» **Provided data**
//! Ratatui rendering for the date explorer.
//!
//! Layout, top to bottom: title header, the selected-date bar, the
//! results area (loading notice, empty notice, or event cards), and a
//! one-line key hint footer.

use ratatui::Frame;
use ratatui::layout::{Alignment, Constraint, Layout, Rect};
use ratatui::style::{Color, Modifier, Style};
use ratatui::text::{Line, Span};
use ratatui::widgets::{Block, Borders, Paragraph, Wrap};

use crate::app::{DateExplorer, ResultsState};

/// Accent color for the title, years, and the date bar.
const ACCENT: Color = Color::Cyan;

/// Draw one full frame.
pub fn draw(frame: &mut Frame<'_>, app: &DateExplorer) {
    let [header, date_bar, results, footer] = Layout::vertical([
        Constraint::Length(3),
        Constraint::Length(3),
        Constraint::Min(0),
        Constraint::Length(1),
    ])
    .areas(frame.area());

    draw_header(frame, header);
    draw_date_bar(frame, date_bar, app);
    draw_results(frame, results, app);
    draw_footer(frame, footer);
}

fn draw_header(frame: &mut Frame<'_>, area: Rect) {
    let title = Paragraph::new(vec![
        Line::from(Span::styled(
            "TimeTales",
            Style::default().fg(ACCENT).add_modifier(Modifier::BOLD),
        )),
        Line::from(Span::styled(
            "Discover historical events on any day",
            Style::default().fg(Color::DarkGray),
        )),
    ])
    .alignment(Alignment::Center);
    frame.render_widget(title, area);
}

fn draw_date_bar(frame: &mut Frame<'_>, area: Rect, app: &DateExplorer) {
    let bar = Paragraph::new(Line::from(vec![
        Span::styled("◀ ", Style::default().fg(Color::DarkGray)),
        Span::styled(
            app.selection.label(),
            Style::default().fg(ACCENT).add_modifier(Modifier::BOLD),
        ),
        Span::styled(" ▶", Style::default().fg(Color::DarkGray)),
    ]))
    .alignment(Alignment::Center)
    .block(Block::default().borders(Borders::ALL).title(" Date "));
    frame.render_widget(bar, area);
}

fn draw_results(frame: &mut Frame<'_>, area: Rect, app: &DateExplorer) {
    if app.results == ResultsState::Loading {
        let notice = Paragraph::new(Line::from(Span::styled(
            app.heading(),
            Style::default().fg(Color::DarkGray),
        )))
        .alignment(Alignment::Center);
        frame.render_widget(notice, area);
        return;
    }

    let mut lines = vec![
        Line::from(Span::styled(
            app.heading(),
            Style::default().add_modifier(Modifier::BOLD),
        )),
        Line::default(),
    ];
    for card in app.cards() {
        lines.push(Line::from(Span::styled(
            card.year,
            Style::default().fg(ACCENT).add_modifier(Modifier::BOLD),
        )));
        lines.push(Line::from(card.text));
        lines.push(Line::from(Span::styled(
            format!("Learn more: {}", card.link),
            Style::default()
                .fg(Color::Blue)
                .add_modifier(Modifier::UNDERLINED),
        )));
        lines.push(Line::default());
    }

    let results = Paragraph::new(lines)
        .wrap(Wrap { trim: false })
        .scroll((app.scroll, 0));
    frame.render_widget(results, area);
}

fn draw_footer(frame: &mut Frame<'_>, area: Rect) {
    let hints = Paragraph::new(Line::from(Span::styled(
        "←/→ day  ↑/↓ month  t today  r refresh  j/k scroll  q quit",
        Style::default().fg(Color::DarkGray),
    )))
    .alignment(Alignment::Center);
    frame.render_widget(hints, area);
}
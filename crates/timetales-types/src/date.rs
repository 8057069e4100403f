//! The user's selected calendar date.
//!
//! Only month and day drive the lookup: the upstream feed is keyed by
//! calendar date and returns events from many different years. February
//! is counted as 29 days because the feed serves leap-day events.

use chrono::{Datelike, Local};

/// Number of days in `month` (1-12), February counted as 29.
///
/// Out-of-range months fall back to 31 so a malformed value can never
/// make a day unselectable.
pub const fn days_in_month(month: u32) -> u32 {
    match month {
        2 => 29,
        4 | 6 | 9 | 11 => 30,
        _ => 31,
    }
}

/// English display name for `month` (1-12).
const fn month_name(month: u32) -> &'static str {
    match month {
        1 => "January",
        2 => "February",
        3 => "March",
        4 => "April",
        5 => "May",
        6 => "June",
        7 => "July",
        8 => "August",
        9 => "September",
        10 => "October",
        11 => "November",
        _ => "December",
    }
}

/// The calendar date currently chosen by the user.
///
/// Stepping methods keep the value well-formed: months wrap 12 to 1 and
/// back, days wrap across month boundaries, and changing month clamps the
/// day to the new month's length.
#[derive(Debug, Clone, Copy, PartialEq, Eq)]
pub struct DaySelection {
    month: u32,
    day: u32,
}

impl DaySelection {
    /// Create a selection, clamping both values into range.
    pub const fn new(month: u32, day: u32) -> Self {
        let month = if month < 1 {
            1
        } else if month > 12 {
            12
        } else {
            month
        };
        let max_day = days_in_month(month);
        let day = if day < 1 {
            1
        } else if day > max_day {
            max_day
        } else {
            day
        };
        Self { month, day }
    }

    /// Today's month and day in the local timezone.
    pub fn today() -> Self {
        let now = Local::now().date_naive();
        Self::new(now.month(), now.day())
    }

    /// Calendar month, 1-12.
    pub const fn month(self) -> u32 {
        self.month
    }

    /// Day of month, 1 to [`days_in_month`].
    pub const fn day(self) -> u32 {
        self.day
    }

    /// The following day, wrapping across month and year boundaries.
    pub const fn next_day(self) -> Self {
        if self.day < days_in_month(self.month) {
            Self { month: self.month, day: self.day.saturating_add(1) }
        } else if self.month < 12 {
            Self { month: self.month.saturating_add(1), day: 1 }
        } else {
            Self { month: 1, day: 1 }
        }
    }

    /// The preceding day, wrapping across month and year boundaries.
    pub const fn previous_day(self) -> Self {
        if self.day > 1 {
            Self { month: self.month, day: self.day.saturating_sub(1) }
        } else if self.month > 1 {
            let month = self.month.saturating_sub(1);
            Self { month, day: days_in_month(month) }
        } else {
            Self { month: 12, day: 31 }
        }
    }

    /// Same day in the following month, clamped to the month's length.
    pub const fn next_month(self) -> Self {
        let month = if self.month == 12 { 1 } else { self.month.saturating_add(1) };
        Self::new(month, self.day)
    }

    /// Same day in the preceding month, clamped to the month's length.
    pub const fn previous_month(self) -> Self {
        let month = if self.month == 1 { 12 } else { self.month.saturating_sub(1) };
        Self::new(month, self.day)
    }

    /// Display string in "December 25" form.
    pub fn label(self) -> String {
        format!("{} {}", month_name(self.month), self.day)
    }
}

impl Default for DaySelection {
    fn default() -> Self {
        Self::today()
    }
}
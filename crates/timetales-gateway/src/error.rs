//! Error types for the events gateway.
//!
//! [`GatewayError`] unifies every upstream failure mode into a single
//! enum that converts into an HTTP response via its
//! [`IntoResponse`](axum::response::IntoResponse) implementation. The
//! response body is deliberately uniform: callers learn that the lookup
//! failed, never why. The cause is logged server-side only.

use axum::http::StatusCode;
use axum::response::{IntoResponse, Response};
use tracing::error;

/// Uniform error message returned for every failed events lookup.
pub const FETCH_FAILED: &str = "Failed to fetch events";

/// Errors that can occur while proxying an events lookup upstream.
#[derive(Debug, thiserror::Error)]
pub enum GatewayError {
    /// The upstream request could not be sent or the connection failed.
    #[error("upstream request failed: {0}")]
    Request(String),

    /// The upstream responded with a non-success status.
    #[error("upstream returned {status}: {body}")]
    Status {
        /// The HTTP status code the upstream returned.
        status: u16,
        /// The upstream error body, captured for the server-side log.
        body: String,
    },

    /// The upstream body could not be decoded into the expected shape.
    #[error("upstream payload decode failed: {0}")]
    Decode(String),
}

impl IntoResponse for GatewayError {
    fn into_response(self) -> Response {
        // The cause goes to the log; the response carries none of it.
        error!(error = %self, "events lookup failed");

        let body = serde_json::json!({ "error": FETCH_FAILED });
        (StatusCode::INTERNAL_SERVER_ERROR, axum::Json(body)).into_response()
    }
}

» **Exercise directions**
In the entries above, find the line holding "pub const fn next_month(self)" and the line holding "logged server-side only.", then retype exactly those two lines and every line between them, and nothing else.

» **Task response**
    pub const fn next_month(self) -> Self {
        let month = if self.month == 12 { 1 } else { self.month.saturating_add(1) };
        Self::new(month, self.day)
    }

    /// Same day in the preceding month, clamped to the month's length.
    pub const fn previous_month(self) -> Self {
        let month = if self.month == 1 { 12 } else { self.month.saturating_sub(1) };
        Self::new(month, self.day)
    }

    /// Display string in "December 25" form.
    pub fn label(self) -> String {
        format!("{} {}", month_name(self.month), self.day)
    }
}

impl Default for DaySelection {
    fn default() -> Self {
        Self::today()
    }
}
filename crates/timetales-gateway/src/error.rs
//! Error types for the events gateway.
//!
//! [`GatewayError`] unifies every upstream failure mode into a single
//! enum that converts into an HTTP response via its
//! [`IntoResponse`](axum::response::IntoResponse) implementation. The
//! response body is deliberately uniform: callers learn that the lookup
//! failed, never why. The cause is logged server-side only.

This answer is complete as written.